* Work instructions *
Scan the records below for the word "RetentionApplied". Copy each line where it appears.

* Excerpted records *
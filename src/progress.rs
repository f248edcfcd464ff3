// This Source Code Form is subject to the terms of the Mozilla Public
// License, v. 2.0. If a copy of the MPL was not distributed with this
// file, You can obtain one at https://mozilla.org/MPL/2.0/.

use std::sync::Arc;
use std::time::Duration;

/// Events emitted during an ingestion run for progress reporting
#[derive(Debug, Clone)]
pub enum ProgressEvent {
    /// Orphan cleanup finished
    OrphansReconciled { deleted: usize, failed: usize },

    /// Feed is being fetched from URL
    FetchingFeed { url: String },

    /// Feed has been parsed and filtered
    FeedParsed {
        show_title: String,
        total_episodes: usize,
        new_episodes: usize,
    },

    /// Feed could not be fetched or parsed; the show is skipped this run
    FeedFailed { url: String, error: String },

    /// An episode is entering the upload pipeline
    UploadStarting {
        episode_title: String,
        show_title: String,
        /// Position of this episode in the global upload queue
        index: usize,
        total: usize,
    },

    /// Asset download progress
    TransferProgress {
        bytes_downloaded: u64,
        total_bytes: Option<u64>,
    },

    /// Waiting before the next indexing poll
    WaitingForIndexing {
        episode_title: String,
        /// 1-based
        attempt: u32,
        max_attempts: u32,
        delay: Duration,
    },

    UploadCompleted { episode_title: String },

    UploadFailed { episode_title: String, error: String },

    /// Retention pass over one show's playlist finished
    RetentionApplied {
        show_title: String,
        unassigned: usize,
        failed: usize,
    },

    /// The run completed
    SyncCompleted {
        uploaded: usize,
        already_present: usize,
        failed: usize,
    },
}

/// Trait for reporting progress events during a run.
///
/// Implementations can use this to display progress bars, log messages,
/// or collect statistics.
pub trait ProgressReporter: Send + Sync {
    /// Report a progress event
    fn report(&self, event: ProgressEvent);
}

/// A shared reference to a progress reporter
pub type SharedProgressReporter = Arc<dyn ProgressReporter>;

/// A no-op progress reporter that silently ignores all events.
/// Useful for tests or quiet mode.
#[derive(Debug, Default, Clone, Copy)]
pub struct NoopReporter;

impl ProgressReporter for NoopReporter {
    fn report(&self, _event: ProgressEvent) {}
}

impl NoopReporter {
    /// Create a new NoopReporter wrapped in an Arc
    pub fn shared() -> SharedProgressReporter {
        Arc::new(Self)
    }
}

#[cfg(test)]
mod tests {
    use super::*;

    #[test]
    fn noop_reporter_handles_all_events() {
        let reporter = NoopReporter::shared();

        reporter.report(ProgressEvent::OrphansReconciled {
            deleted: 2,
            failed: 0,
        });
        reporter.report(ProgressEvent::FetchingFeed {
            url: "https://example.com/feed.xml".to_string(),
        });
        reporter.report(ProgressEvent::FeedParsed {
            show_title: "Test Show".to_string(),
            total_episodes: 10,
            new_episodes: 5,
        });
        reporter.report(ProgressEvent::FeedFailed {
            url: "https://example.com/feed.xml".to_string(),
            error: "timed out".to_string(),
        });
        reporter.report(ProgressEvent::UploadStarting {
            episode_title: "Episode 1".to_string(),
            show_title: "Test Show".to_string(),
            index: 0,
            total: 5,
        });
        reporter.report(ProgressEvent::TransferProgress {
            bytes_downloaded: 512,
            total_bytes: Some(1024),
        });
        reporter.report(ProgressEvent::WaitingForIndexing {
            episode_title: "Episode 1".to_string(),
            attempt: 1,
            max_attempts: 10,
            delay: Duration::from_secs(30),
        });
        reporter.report(ProgressEvent::UploadCompleted {
            episode_title: "Episode 1".to_string(),
        });
        reporter.report(ProgressEvent::UploadFailed {
            episode_title: "Episode 2".to_string(),
            error: "Connection timeout".to_string(),
        });
        reporter.report(ProgressEvent::RetentionApplied {
            show_title: "Test Show".to_string(),
            unassigned: 3,
            failed: 0,
        });
        reporter.report(ProgressEvent::SyncCompleted {
            uploaded: 4,
            already_present: 5,
            failed: 1,
        });
    }
}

* Expected answer *
    RetentionApplied {
        reporter.report(ProgressEvent::RetentionApplied {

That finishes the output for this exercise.